“I understand that.”
“Really? I’m not sure Laura does. She’s so gifted, but she doesn’t care about being a professional. If it were up to me, we’d be doing three or four gigs a week. Blues, jazz, Top Forty, whatever. Putting in the hours, developing an audience. The only thing bar owners care about is making money, and Laura hates that. If somebody asked her to do Peggy Lee, she’d just laugh in their face. But me…”
“You’re more ambitious,” Becky suggested.
“Maybe. Laura’s got a lot going on, she’s working the crisis hotline, she’s got her women’s group. For me, it’s enough to work on my music and try to feel closer to God. You know, I really like going to church. I like seeing you here.”
“I like seeing you, too.”
“Truly? I was starting to worry that you didn’t.”
She looked into his eyes, wordlessly telling him he had nothing to fear. God only knew what might have happened if they hadn’t heard footsteps in the vestry, the reverberant bang of metal. Dwight Haefle, no longer in his robe, had popped the release on one of the sanctuary doors. “You don’t have to leave,” he told them. “The doors open from the inside.”
But Tanner was already on his feet, and Becky stood up, too. Their moment had been too fragile to be reassembled now. As they left the sanctuary, he told her how Danny Dickman and Toby Isner and Topper Morgan had smoked grass and drunk whiskey in the sanctuary on the night before the third Arizona trip, and how Ambrose, in the church parking lot, beside the idling and fully loaded trip buses, had led the group in reaming out the miscreants and debating whether they should be barred from the trip. The confrontation had lasted two hours. Topper Morgan had cried so violently he burst a blood vessel in his eye. And the church had started locking the sanctuary doors.
Becky went home frustrated by her failure to get a clear statement on Tanner and Laura. She needed to be more than just his experiment. She was, admittedly, inexperienced in love, but her pride and her ethics and her basic sense of tidiness insisted that, before she consented to be added, Laura be explicitly subtracted. The only useful nugget she’d gleaned in this regard was that Tanner still lived with his parents. Since he wasn’t shacked up with Laura, there was no decisive action he could take. But this made a formal renunciation all the more necessary. She considered this requirement absolute, and so it was with a confusing sense of self-betrayal, of observing a person she morally disapproved of and didn’t understand but nevertheless was, that she let Tanner kiss her before he’d satisfied it.

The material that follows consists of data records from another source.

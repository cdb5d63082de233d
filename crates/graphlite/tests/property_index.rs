//! C6 property-index management, exercised through `GraphDb::create_property_index`
//! / `list_indexes` / `drop_index` (spec §4.6, §6, §8 P9).

mod common;

use common::{props, temp_db};
use graphlite::GraphError;

#[test]
fn create_list_and_drop_round_trip() {
    let (db, _dir) = temp_db();
    db.create_property_index("Job", "url", false).unwrap();

    let names = db.list_indexes().unwrap();
    assert_eq!(names, vec!["idx_merge_Job_url".to_string()]);

    db.drop_index("idx_merge_Job_url").unwrap();
    assert!(db.list_indexes().unwrap().is_empty());
}

#[test]
fn create_property_index_is_idempotent() {
    let (db, _dir) = temp_db();
    db.create_property_index("Job", "url", false).unwrap();
    db.create_property_index("Job", "url", false).unwrap();
    assert_eq!(db.list_indexes().unwrap().len(), 1);
}

#[test]
fn drop_missing_index_fails_not_found() {
    let (db, _dir) = temp_db();
    let err = db.drop_index("idx_merge_Job_url").unwrap_err();
    assert!(matches!(err, GraphError::IndexNotFound(name) if name == "idx_merge_Job_url"));
}

#[test]
fn p9_unique_property_index_rejects_a_duplicate_value_at_insert_time() {
    let (db, _dir) = temp_db();
    db.create_property_index("Job", "url", true).unwrap();

    db.create_node("Job", props(&[("url", "https://example.com/1".into())])).unwrap();
    let err = db
        .create_node("Job", props(&[("url", "https://example.com/1".into())]))
        .unwrap_err();
    assert!(matches!(err, GraphError::Storage { .. }));

    // The duplicate insert was rejected, so only the first row exists.
    assert_eq!(db.nodes("Job").exec().unwrap().len(), 1);
}

#[test]
fn unique_index_does_not_constrain_other_node_types() {
    let (db, _dir) = temp_db();
    db.create_property_index("Job", "url", true).unwrap();

    db.create_node("Job", props(&[("url", "https://example.com/1".into())])).unwrap();
    db.create_node("Task", props(&[("url", "https://example.com/1".into())])).unwrap();
    assert_eq!(db.nodes("Task").exec().unwrap().len(), 1);
}
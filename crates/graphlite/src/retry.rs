//! Caller-side retry utility for transient storage lock contention.
//!
//! The core never retries internally. A transient `SQLITE_BUSY`/
//! `SQLITE_LOCKED` condition from concurrent writers is surfaced to the
//! caller as-is. This module wraps any fallible operation and retries it
//! with exponential backoff, but only for lock-contention faults
//! ([`GraphError::is_lock_contention`]); every other error propagates on
//! the first attempt.

use std::thread;
use std::time::Duration;

use rand::Rng;
use tracing::warn;

use crate::error::{GraphError, GraphResult};

/// Backoff configuration for [`with_retry`].
#[derive(Debug, Clone, Copy)]
pub struct RetryOptions {
    /// Maximum number of retry attempts after the first try (so up to
    /// `max_retries + 1` total attempts).
    pub max_retries: u32,
    /// Delay before the first retry; doubles on each subsequent one.
    pub initial_delay: Duration,
    /// Multiply each delay by a random factor in `[0.5, 1.5)` to avoid
    /// synchronized retry storms across processes.
    pub use_jitter: bool,
}

impl Default for RetryOptions {
    fn default() -> Self {
        Self {
            max_retries: 3,
            initial_delay: Duration::from_millis(50),
            use_jitter: true,
        }
    }
}

impl RetryOptions {
    pub fn new(max_retries: u32, initial_delay_ms: u64, use_jitter: bool) -> Self {
        Self {
            max_retries,
            initial_delay: Duration::from_millis(initial_delay_ms),
            use_jitter,
        }
    }
}

fn jittered(delay: Duration, use_jitter: bool) -> Duration {
    if !use_jitter {
        return delay;
    }
    let factor = rand::thread_rng().gen_range(0.5..1.5);
    Duration::from_secs_f64(delay.as_secs_f64() * factor)
}

/// Retry `op` with exponential backoff on lock-type errors only
/// (`GraphError::Storage` wrapping `SQLITE_BUSY`/`SQLITE_LOCKED`). Any other
/// error, or exhaustion of `max_retries`, propagates immediately.
pub fn with_retry<T>(
    mut op: impl FnMut() -> GraphResult<T>,
    options: RetryOptions,
) -> GraphResult<T> {
    let mut delay = options.initial_delay;
    let mut attempt = 0u32;

    loop {
        match op() {
            Ok(value) => return Ok(value),
            Err(err) if err.is_lock_contention() && attempt < options.max_retries => {
                attempt += 1;
                let wait = jittered(delay, options.use_jitter);
                warn!(
                    attempt,
                    max_retries = options.max_retries,
                    delay_ms = wait.as_millis() as u64,
                    "retrying after storage lock contention"
                );
                thread::sleep(wait);
                delay *= 2;
            }
            Err(err) => return Err(err),
        }
    }
}

#[cfg(test)]
mod tests {
    use super::*;
    use std::cell::Cell;
    use std::time::Duration;

    // A real cross-connection SQLITE_BUSY needs two file-backed connections
    // racing each other; exercised end-to-end in `tests/concurrency.rs`.
    // Here the predicate under test only cares about the error code, so it
    // is cheaper to fabricate one directly.
    fn lock_error() -> GraphError {
        GraphError::storage(
            "test",
            rusqlite::Error::SqliteFailure(
                rusqlite::ffi::Error::new(rusqlite::ffi::SQLITE_BUSY),
                Some("database is locked".into()),
            ),
        )
    }

    #[test]
    fn succeeds_without_retry_on_first_try() {
        let calls = Cell::new(0);
        let result = with_retry(
            || {
                calls.set(calls.get() + 1);
                Ok::<_, GraphError>(42)
            },
            RetryOptions::default(),
        );
        assert_eq!(result.unwrap(), 42);
        assert_eq!(calls.get(), 1);
    }

    #[test]
    fn retries_lock_errors_then_succeeds() {
        let calls = Cell::new(0);
        let result = with_retry(
            || {
                calls.set(calls.get() + 1);
                if calls.get() < 3 {
                    Err(lock_error())
                } else {
                    Ok(())
                }
            },
            RetryOptions::new(5, 1, false),
        );
        assert!(result.is_ok());
        assert_eq!(calls.get(), 3);
    }

    #[test]
    fn non_lock_errors_never_retried() {
        let calls = Cell::new(0);
        let result: GraphResult<()> = with_retry(
            || {
                calls.set(calls.get() + 1);
                Err(GraphError::EmptyMatch)
            },
            RetryOptions::new(5, 1, false),
        );
        assert!(result.is_err());
        assert_eq!(calls.get(), 1);
    }

    #[test]
    fn exhausting_retries_propagates_last_error() {
        let calls = Cell::new(0);
        let result: GraphResult<()> = with_retry(
            || {
                calls.set(calls.get() + 1);
                Err(lock_error())
            },
            RetryOptions::new(2, 1, false),
        );
        assert!(result.is_err());
        assert_eq!(calls.get(), 3);
    }
}
//! C6: Property-index management. `createPropertyIndex`, `listIndexes`,
//! `dropIndex` (spec §4.6, §6 "Index name convention").
//!
//! Index DDL cannot bind the indexed type/column through `?` parameters
//! (SQLite, like every SQL engine, only parameterizes values, not
//! identifiers), so this module validates `type`/`property` against a
//! narrow identifier grammar before ever composing a DDL string with them,
//! the "keeps type names safe for string substitution" step spec §4.6 calls
//! for.

use rusqlite::{params, Connection, OptionalExtension};

use crate::error::{GraphError, GraphResult, WithOp};
use crate::schema::Schema;
use crate::store::validate_node_type;

/// Deterministic index name: `idx_merge_<Type>_<prop>` (spec §3, §6).
pub(crate) fn index_name(node_type: &str, property: &str) -> String {
    format!("idx_merge_{node_type}_{property}")
}

/// Identifiers embedded in DDL must be plain ASCII word characters, no
/// quotes, no whitespace, nothing that could escape the string literal or
/// column-name position they are substituted into.
pub(crate) fn validate_identifier(kind: &'static str, value: &str) -> GraphResult<()> {
    let ok = !value.is_empty()
        && value
            .chars()
            .all(|c| c.is_ascii_alphanumeric() || c == '_');
    if ok {
        Ok(())
    } else {
        Err(GraphError::InvalidType(format!(
            "{kind} '{value}' is not a valid identifier for an index definition"
        )))
    }
}

/// `createPropertyIndex(type, prop, unique)`: a partial index over
/// `json_extract(properties, '$.<prop>')`, scoped to rows of `type`.
pub(crate) fn create_property_index(
    conn: &Connection,
    schema: Option<&Schema>,
    node_type: &str,
    property: &str,
    unique: bool,
) -> GraphResult<()> {
    validate_node_type(schema, node_type)?;
    validate_identifier("node type", node_type)?;
    validate_identifier("property", property)?;

    let name = index_name(node_type, property);
    let unique_kw = if unique { "UNIQUE " } else { "" };
    let type_literal = node_type.replace('\'', "''");
    let sql = format!(
        "CREATE {unique_kw}INDEX IF NOT EXISTS {name} ON nodes(json_extract(properties, '$.{property}')) WHERE type = '{type_literal}'"
    );
    conn.execute(&sql, []).with_op("create_property_index")?;
    Ok(())
}

/// All indexes whose names begin with `idx_merge_` (spec §6).
pub(crate) fn list_indexes(conn: &Connection) -> GraphResult<Vec<String>> {
    let mut stmt = conn
        .prepare("SELECT name FROM sqlite_master WHERE type = 'index' AND name LIKE 'idx\\_merge\\_%' ESCAPE '\\' ORDER BY name")
        .with_op("list_indexes: prepare")?;
    let names = stmt
        .query_map([], |row| row.get::<_, String>(0))
        .with_op("list_indexes: query")?
        .collect::<rusqlite::Result<Vec<_>>>()
        .with_op("list_indexes: collect")?;
    Ok(names)
}

pub(crate) fn index_exists(conn: &Connection, name: &str) -> GraphResult<bool> {
    let mut stmt = conn
        .prepare_cached("SELECT 1 FROM sqlite_master WHERE type = 'index' AND name = ?1")
        .with_op("index_exists: prepare")?;
    let found = stmt
        .query_row(params![name], |_| Ok(()))
        .optional()
        .with_op("index_exists: query")?;
    Ok(found.is_some())
}

/// `dropIndex(name)`: fails with `IndexNotFound` if no such index exists.
pub(crate) fn drop_index(conn: &Connection, name: &str) -> GraphResult<()> {
    if !index_exists(conn, name)? {
        return Err(GraphError::IndexNotFound(name.to_string()));
    }
    validate_identifier("index name", name)?;
    conn.execute(&format!("DROP INDEX {name}"), [])
        .with_op("drop_index")?;
    Ok(())
}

At the Grove, five nights after their seemingly crucial conversation in the sanctuary, she’d seen Laura Dobrinsky standing on tiptoes to press her face to Tanner’s, and him letting himself be nuzzled, a contented smile on his face. Becky had felt stabbed in the gut. She’d fled to a bathroom stall and shed her first tears on account of a man. In her ensuing misery, she’d skipped both Sunday service and Crossroads, which she felt had failed to warn her that the risk in risk-taking was stabbing pain, and dragged herself through the last days of school before vacation.
And then, last night, she’d subbed at the Grove. It wasn’t her usual night. When Tanner walked into the restaurant, alone, it shouldn’t have been with the expectation of finding her there. Assuming it was just wretched luck, she asked a veteran waitress, Maria, to take his table. She could feel him looking at her, but she didn’t look at him, not once, until the last of the other diners were leaving. He was slouched low, the picture of composure, an emptied dessert plate on his table. He waved her over.
“What,” she said.
“Are you okay? I looked for you in church on Sunday.”

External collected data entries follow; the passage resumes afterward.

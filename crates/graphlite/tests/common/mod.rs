//! Shared fixtures for `graphlite` integration tests.

#![allow(dead_code)]

use graphlite::{GraphDb, Properties};
use tempfile::TempDir;

/// An on-disk database backed by a temp directory that is cleaned up when
/// the returned `TempDir` drops. Holding both keeps the file alive for the
/// duration of the test.
pub fn temp_db() -> (GraphDb, TempDir) {
    let dir = TempDir::new().expect("create temp dir");
    let db = GraphDb::open(dir.path().join("graph.db")).expect("open db");
    (db, dir)
}

pub fn props(pairs: &[(&str, serde_json::Value)]) -> Properties {
    pairs.iter().map(|(k, v)| (k.to_string(), v.clone())).collect()
}
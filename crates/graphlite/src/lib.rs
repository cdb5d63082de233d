//! graphlite: an embedded property-graph database layered on SQLite.
//!
//! Applications model their domain as typed nodes with key-value
//! properties and typed directed edges between nodes, then interrogate
//! that graph with three orthogonal query surfaces: a fluent node
//! filter/relationship query ([`query::NodeQuery`]), a stateful traversal
//! walker over edges ([`traversal::Traversal`]), and idempotent upsert
//! ("merge") operations ([`merge`]).
//!
//! The storage engine underneath is SQLite via `rusqlite`: prepared
//! statements, transactions and named savepoints, and `json_extract` on a
//! text column back every operation in this crate.

pub mod db;
pub mod error;
pub mod index_mgmt;
pub mod io;
pub mod merge;
pub mod query;
pub mod retry;
pub mod schema;
pub mod store;
pub mod transaction;
pub mod traversal;
pub mod types;
pub mod write_queue;

pub use db::{GraphDb, GraphHandle};
pub use error::{GraphError, GraphResult};
pub use io::{EdgeExport, ExportData, ExportMetadata, NodeExport};
pub use merge::{EdgeMergeOptions, MergeEdgeOutcome, MergeNodeOutcome, NodeMergeOptions};
pub use query::NodeQuery;
pub use retry::{with_retry, RetryOptions};
pub use schema::{EdgeTypeSchema, NodeTypeSchema, Schema, SchemaBuilder};
pub use transaction::TransactionContext;
pub use traversal::{PathsOptions, Traversal};
pub use types::{CompareOp, Direction, Edge, EdgeId, Node, NodeId, Properties, SortOrder, Timestamp};
pub use write_queue::WriteQueue;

“I didn’t go. I’m not sure I’m into it anymore.”
A taste from childhood was in her throat, a horrible self-spiting taste that she couldn’t help wanting more of.
“Becky,” he said. “Did I do something? You seem pissed off with me.”
“Nope. Just tired.”
“I called your house. Your mom said you were here.”
There was no law against just walking away. She walked away.
“Hey, come on,” Tanner said, jumping up to pursue her. “I came here to see you. I thought we were friends. If you’re pissed off with me, you could at least tell me why.”
Maria was watching them from the table she was wiping down. Becky continued on into the kitchen, but Tanner wasn’t afraid of the kitchen. She turned on her heel.